REQUIREMENT
Look through the entries below and report how many lines hold the string "over". Only the number is wanted.
*** Begin section ***
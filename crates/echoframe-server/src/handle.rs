//! Host-side handle to a running session.

use std::net::SocketAddr;

use bytes::Bytes;
use echoframe_core::{ConnectionError, ConnectionState};
use echoframe_proto::{CloseInfo, Message};
use tokio::sync::mpsc;

use crate::session::Command;

/// Commands queued per session before senders wait.
const COMMAND_CAPACITY: usize = 64;

/// Handle for sending to and closing one connection from outside its
/// session task.
///
/// Commands are queued and executed by the session, which stays the only
/// writer to the socket.
#[derive(Debug, Clone)]
pub struct ConnectionHandle {
    peer: SocketAddr,
    commands: mpsc::Sender<Command>,
}

impl ConnectionHandle {
    /// Create a handle and the command queue its session reads from.
    pub fn channel(peer: SocketAddr) -> (Self, mpsc::Receiver<Command>) {
        let (tx, rx) = mpsc::channel(COMMAND_CAPACITY);
        (Self { peer, commands: tx }, rx)
    }

    /// Remote address.
    pub fn peer(&self) -> SocketAddr {
        self.peer
    }

    /// Check if the session has ended.
    pub fn is_closed(&self) -> bool {
        self.commands.is_closed()
    }

    /// Queue a message.
    ///
    /// Messages queued once the connection started closing are dropped by
    /// the session.
    pub async fn send(&self, message: impl Into<Message>) -> Result<(), ConnectionError> {
        self.submit(Command::Send(message.into()), "send").await
    }

    /// Queue a Ping.
    pub async fn ping(&self, payload: impl Into<Bytes>) -> Result<(), ConnectionError> {
        self.submit(Command::Ping(payload.into()), "ping").await
    }

    /// Start the closing handshake.
    pub async fn close(&self, info: CloseInfo) -> Result<(), ConnectionError> {
        self.submit(Command::Close(info), "close").await
    }

    async fn submit(&self, command: Command, operation: &'static str) -> Result<(), ConnectionError> {
        self.commands
            .send(command)
            .await
            .map_err(|_| ConnectionError::InvalidState { state: ConnectionState::Closed, operation })
    }
}
//! WebSocket client driver.
//!
//! Drives the client side of the protocol over any `AsyncRead + AsyncWrite`
//! stream: performs the opening handshake, masks every outgoing frame with
//! a fresh key from the [`Environment`], and reassembles server messages.
//!
//! The client exposes low-level escape hatches ([`Client::send_frame`],
//! [`Client::send_raw`]) so tests can put arbitrary, even invalid, bytes on
//! the wire and observe how the server reacts.

#![forbid(unsafe_code)]
#![warn(missing_docs)]

mod error;

use bytes::{Bytes, BytesMut};
use echoframe_core::{
    ClientHandshake, Environment, HandshakeError, HttpResponse, Reassembler,
    handshake::{DEFAULT_MAX_HEAD_SIZE, find_head_end},
};
use echoframe_proto::{CloseInfo, Frame, FrameCodec, Message, Opcode};
pub use error::ClientError;
use tokio::io::{AsyncRead, AsyncReadExt, AsyncWrite, AsyncWriteExt};
use tracing::debug;

/// Something received from the server.
#[derive(Debug, Clone, PartialEq, Eq)]
pub enum Event {
    /// Complete data message
    Message(Message),
    /// Ping with its payload
    Ping(Bytes),
    /// Pong with its payload
    Pong(Bytes),
    /// Close frame (`None` when it carried no status code)
    Close(Option<CloseInfo>),
}

/// Client side of one WebSocket connection.
pub struct Client<S, E> {
    stream: S,
    env: E,
    codec: FrameCodec,
    reassembler: Reassembler,
    read_buf: BytesMut,
    write_buf: BytesMut,
}

impl<S, E> Client<S, E>
where
    S: AsyncRead + AsyncWrite + Unpin + Send,
    E: Environment,
{
    /// Perform the opening handshake for `path` on `host` over `stream`.
    ///
    /// Bytes the server sent after its response head are kept and decoded
    /// as frames.
    pub async fn connect(
        mut stream: S,
        host: &str,
        path: &str,
        env: E,
    ) -> Result<Self, ClientError> {
        let handshake = ClientHandshake::new(host, path, env.random_nonce());
        stream.write_all(&handshake.request_bytes()).await?;
        stream.flush().await?;

        let mut read_buf = BytesMut::with_capacity(1024);
        let head_len = loop {
            if let Some(end) = find_head_end(&read_buf) {
                break end;
            }
            if read_buf.len() > DEFAULT_MAX_HEAD_SIZE {
                return Err(HandshakeError::HeadTooLarge(read_buf.len()).into());
            }
            if stream.read_buf(&mut read_buf).await? == 0 {
                return Err(ClientError::ConnectionClosed);
            }
        };

        let head = read_buf.split_to(head_len);
        let response = HttpResponse::parse(&head)?;
        handshake.validate(&response)?;
        debug!(host, path, "handshake complete");

        Ok(Self {
            stream,
            env,
            codec: FrameCodec::client(),
            reassembler: Reassembler::new(u64::MAX),
            read_buf,
            write_buf: BytesMut::new(),
        })
    }

    /// Send a message as a single frame.
    pub async fn send(&mut self, message: impl Into<Message>) -> Result<(), ClientError> {
        self.send_fragmented(message, 0).await
    }

    /// Send a message split into frames of at most `max_fragment` bytes.
    pub async fn send_fragmented(
        &mut self,
        message: impl Into<Message>,
        max_fragment: usize,
    ) -> Result<(), ClientError> {
        for frame in message.into().into_frames(max_fragment) {
            self.encode(&frame);
        }
        self.flush().await
    }

    /// Send one frame as-is (masked with a fresh key).
    pub async fn send_frame(&mut self, frame: &Frame) -> Result<(), ClientError> {
        self.encode(frame);
        self.flush().await
    }

    /// Write raw bytes, bypassing framing.
    pub async fn send_raw(&mut self, bytes: &[u8]) -> Result<(), ClientError> {
        self.stream.write_all(bytes).await?;
        self.stream.flush().await?;
        Ok(())
    }

    /// Send a Ping.
    pub async fn ping(&mut self, payload: impl Into<Bytes>) -> Result<(), ClientError> {
        self.send_frame(&Frame::ping(payload)).await
    }

    /// Receive the next event.
    ///
    /// Fragmented server messages are reassembled; control frames are
    /// returned as soon as they arrive.
    pub async fn recv(&mut self) -> Result<Event, ClientError> {
        loop {
            while let Some(frame) = self.codec.decode(&mut self.read_buf)? {
                match frame.opcode {
                    Opcode::Ping => return Ok(Event::Ping(frame.payload)),
                    Opcode::Pong => return Ok(Event::Pong(frame.payload)),
                    Opcode::Close => return Ok(Event::Close(CloseInfo::parse(&frame.payload)?)),
                    _ => {
                        if let Some(message) = self.reassembler.push(frame)? {
                            return Ok(Event::Message(message));
                        }
                    },
                }
            }

            if self.stream.read_buf(&mut self.read_buf).await? == 0 {
                return Err(ClientError::ConnectionClosed);
            }
        }
    }

    /// Receive the next data message, skipping pings and pongs.
    pub async fn recv_message(&mut self) -> Result<Message, ClientError> {
        loop {
            match self.recv().await? {
                Event::Message(message) => return Ok(message),
                Event::Close(info) => return Err(ClientError::Closed(info)),
                Event::Ping(_) | Event::Pong(_) => {},
            }
        }
    }

    /// Close the connection and wait for the server's Close frame.
    ///
    /// Data messages received in between are dropped. Returns the server's
    /// close info.
    pub async fn close(&mut self, info: Option<&CloseInfo>) -> Result<Option<CloseInfo>, ClientError> {
        self.send_frame(&Frame::close(info)).await?;
        loop {
            if let Event::Close(reply) = self.recv().await? {
                return Ok(reply);
            }
        }
    }

    /// Wait until the server shuts the stream down, discarding anything
    /// received.
    pub async fn wait_for_eof(&mut self) -> Result<(), ClientError> {
        loop {
            self.read_buf.clear();
            if self.stream.read_buf(&mut self.read_buf).await? == 0 {
                return Ok(());
            }
        }
    }

    /// Underlying stream.
    pub fn into_inner(self) -> S {
        self.stream
    }

    fn encode(&mut self, frame: &Frame) {
        let mask = self.env.random_mask();
        self.codec.encode(frame, mask, &mut self.write_buf);
    }

    async fn flush(&mut self) -> Result<(), ClientError> {
        let bytes = self.write_buf.split();
        self.stream.write_all(&bytes).await?;
        self.stream.flush().await?;
        Ok(())
    }
}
*** End section ***
EXERCISE OUTPUT
2